NLRB v. Spector Freight System, Inc.

Decision Date05 January 1960
Docket NumberNo. 16291.,16291.
Citation273 F.2d 272
PartiesNATIONAL LABOR RELATIONS BOARD, Petitioner, v. SPECTOR FREIGHT SYSTEM, INC., et al., Respondents.
CourtU.S. Court of Appeals — Eighth Circuit

Melvin Pollack, Atty., N. L. R. B., Washington, D. C., for petitioner.

Norman W. Armbruster, St. Louis, Mo., for respondent Local 600, Highway & Freight Drivers, etc.

Harvey M. Fisher, St. Louis, Mo., for respondent, Spector Freight System, Inc.

Before JOHNSEN, Chief Judge, and VAN OOSTERHOUT and MATTHES, Circuit Judges.

MATTHES, Circuit Judge.

Pursuant to § 10(e) of the National Labor Relations Act, 29 U.S.C.A. § 160 (e) hereinafter referred to as "Act", the National Labor Relations Board hereinafter called "Board", petitions for enforcement of its order against respondent Spector Freight System, Inc. hereinafter called "Company", and respondent Local 600, Highway & City Freight Drivers, Dockmen & Helpers hereinafter called "Union". The Company and Union have cross-petitioned for review of the Board's order pursuant to § 10(f) of the Act, 29 U.S.C.A. § 160(f). The Board's decision and order are reported at 123 N.L.R.B. No. 3. See also, CCH N.L.R.B. Decisions, 1958-1959, ¶56,088.

The Board's action resulted from charges brought by Paul H. Conrad to the effect that certain acts of respondents, culminating in his discharge by Company, at the request of Union, constituted unfair labor practices in violation of the Act. Union alleged that Conrad's discharge was lawfully demanded pursuant to its union-security agreement with Company, and Company contended that it acted in good faith in discharging Conrad, pursuant to lawful demand made under said security agreement.
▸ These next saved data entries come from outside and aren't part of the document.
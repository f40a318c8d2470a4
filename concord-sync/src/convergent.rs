//! State-based (CvRDT) replication.
//!
//! Every local mutation advances the replica's own version entry and
//! broadcasts a full snapshot. Receivers merge any snapshot that is not
//! already covered by their version; no delivery order is required because
//! merges are commutative, associative and idempotent.

use crate::channel::{DeliveryChannel, InboxOrder};
use crate::error::ReplicationResult;
use crate::exchange::DeliveryExchange;
use crate::protocol::SnapshotMessage;
use crate::updatable::Updatable;
use crate::util::lock;
use concord_crdt::{CausalOrder, Clock, Convergent, CrdtResult, LocalVersionVector, VersionVector};
use concord_types::ReplicaId;
use std::fmt;
use std::sync::{Arc, Mutex};

/// Bounds shared by every state replicated through snapshots.
pub trait SnapshotState: Convergent + fmt::Debug + Send + Sync + 'static {}

impl<S> SnapshotState for S where S: Convergent + fmt::Debug + Send + Sync + 'static {}

struct Replica<S> {
    state: S,
    version: LocalVersionVector,
}

/// A replica of a state-based CRDT.
pub struct ConvergentReplica<S: SnapshotState> {
    id: ReplicaId,
    inner: Mutex<Replica<S>>,
    channel: DeliveryChannel<SnapshotMessage<S>>,
}

impl<S: SnapshotState> ConvergentReplica<S> {
    /// Creates an empty replica with a freshly minted id.
    pub fn new<E>(exchange: Arc<E>) -> ReplicationResult<Arc<Self>>
    where
        E: DeliveryExchange<SnapshotMessage<S>> + 'static,
        S: Default,
    {
        Self::with_state(exchange, None, VersionVector::new(), S::default())
    }

    /// Creates a replica from existing state.
    ///
    /// With `id` set to `None`, the exchange mints one.
    pub fn with_state<E>(
        exchange: Arc<E>,
        id: Option<ReplicaId>,
        version: VersionVector,
        state: S,
    ) -> ReplicationResult<Arc<Self>>
    where
        E: DeliveryExchange<SnapshotMessage<S>> + 'static,
    {
        let channel = DeliveryChannel::new(exchange, InboxOrder::NewestFirst);
        let id = channel.resolve_id(id);
        let replica = Arc::new(Self {
            id,
            inner: Mutex::new(Replica {
                state,
                version: LocalVersionVector::with_vector(id, version),
            }),
            channel,
        });
        replica.channel.register(&replica)?;
        Ok(replica)
    }

    /// Mutates the state locally and broadcasts the result.
    ///
    /// The version successor is computed before `f` runs, so a clock overflow
    /// leaves the state untouched. `f` itself must be all-or-nothing.
    pub fn mutate<R>(&self, f: impl FnOnce(&mut S) -> CrdtResult<R>) -> ReplicationResult<R> {
        self.channel.ensure_open()?;
        let (result, snapshot) = {
            let mut inner = lock(&self.inner);
            let version = inner.version.successor()?;
            let result = f(&mut inner.state)?;
            inner.version = version;
            (result, Self::snapshot_of(self.id, &inner))
        };
        self.channel.publish(snapshot)?;
        Ok(result)
    }

    /// Returns a deep copy of the current state and version.
    #[must_use]
    pub fn snapshot(&self) -> SnapshotMessage<S> {
        Self::snapshot_of(self.id, &lock(&self.inner))
    }

    fn snapshot_of(id: ReplicaId, inner: &Replica<S>) -> SnapshotMessage<S> {
        SnapshotMessage::new(id, inner.version.vector().clone(), inner.state.clone())
    }

    /// Returns a copy of the replica's version vector.
    #[must_use]
    pub fn version(&self) -> VersionVector {
        lock(&self.inner).version.vector().clone()
    }

    /// Returns a copy of the current state.
    #[must_use]
    pub fn state(&self) -> S {
        lock(&self.inner).state.clone()
    }

    /// Reads the current state without copying it.
    pub fn read<R>(&self, f: impl FnOnce(&S) -> R) -> R {
        f(&lock(&self.inner).state)
    }

    /// Closes the replica's channel, draining queued traffic first.
    pub async fn close(&self) -> ReplicationResult<()> {
        self.channel.close().await
    }
}

impl<S: SnapshotState> Updatable for ConvergentReplica<S> {
    type Message = SnapshotMessage<S>;

    fn id(&self) -> ReplicaId {
        self.id
    }

    /// Merges a snapshot unless this replica has already seen its version.
    fn update(&self, snapshot: &Self::Message) -> ReplicationResult<()> {
        let mut inner = lock(&self.inner);
        match inner.version.vector().compare(snapshot.version()) {
            CausalOrder::After | CausalOrder::Equal => {}
            CausalOrder::Before | CausalOrder::Concurrent => {
                inner.state.merge(snapshot.state());
                inner.version.sync(snapshot.version());
            }
        }
        Ok(())
    }

    fn channel(&self) -> &DeliveryChannel<Self::Message> {
        &self.channel
    }
}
The pertinent facts, as found by the trial examiner, and adopted by the Board, are as follows:

Paul Conrad, who had been a member of Union for a number of years, was employed by Company as an over-the-road driver on November 6, 1957. He was unemployed during October. When Conrad was hired by Company he executed a check-off card which authorized Company to deduct $5 from Conrad's pay as dues, and remit that amount to Union on a monthly basis. Conrad did not pay dues directly to Union in November and December, and no dues were deducted from his pay for those two months. On December 31, 1957, in accordance with Union's constitution and bylaws, an entry was made on Conrad's account card, suspending him for nonpayment of dues for three months, the last entry of dues payment having been made in September, 1957. By draft and covering letter of January 2, 1958, Company, in accordance with its quarterly practice, remitted to Union, for Conrad, among other employees, $15 as quarterly dues for the months of January, February and March, 1958. On January 6, Union made three entries on Conrad's account card, each entry showing dues payment of $5; the entries did not allocate the payments to any particular month as did prior entries on the card. On January 8, John J. Lloyd, Company Supervisor, informed Conrad that an officer of Union wanted to see him, and that Conrad could not go out on a trip until he had cleared with Union. Later that day Conrad had a conference with Patrick M. Neary, secretary-treasurer of Union, at the latter's office, at which time Neary took the position that in accordance with the by-laws, Conrad owed dues at the rate of $6 per month, instead of $5, for either two or three months. Neary further insisted that Conrad also owed a reinstatement fee of $60 because of his suspension for failure to pay dues for October, November and December. Neary informed Conrad that the least Union would accept was $72 — a reinstatement fee of $60 plus dues for November and December at the rate of $6 for each month. Conrad took the position that he was not obligated to pay the reinstatement fee and was not liable for dues for October because he was unemployed during that month. At the close of this meeting, Neary informed Lloyd by telephone that Conrad could remain on the job; that there was some discrepancy, but he was certain the matter could be worked out. Conrad returned to the job, but made no further payment to Union.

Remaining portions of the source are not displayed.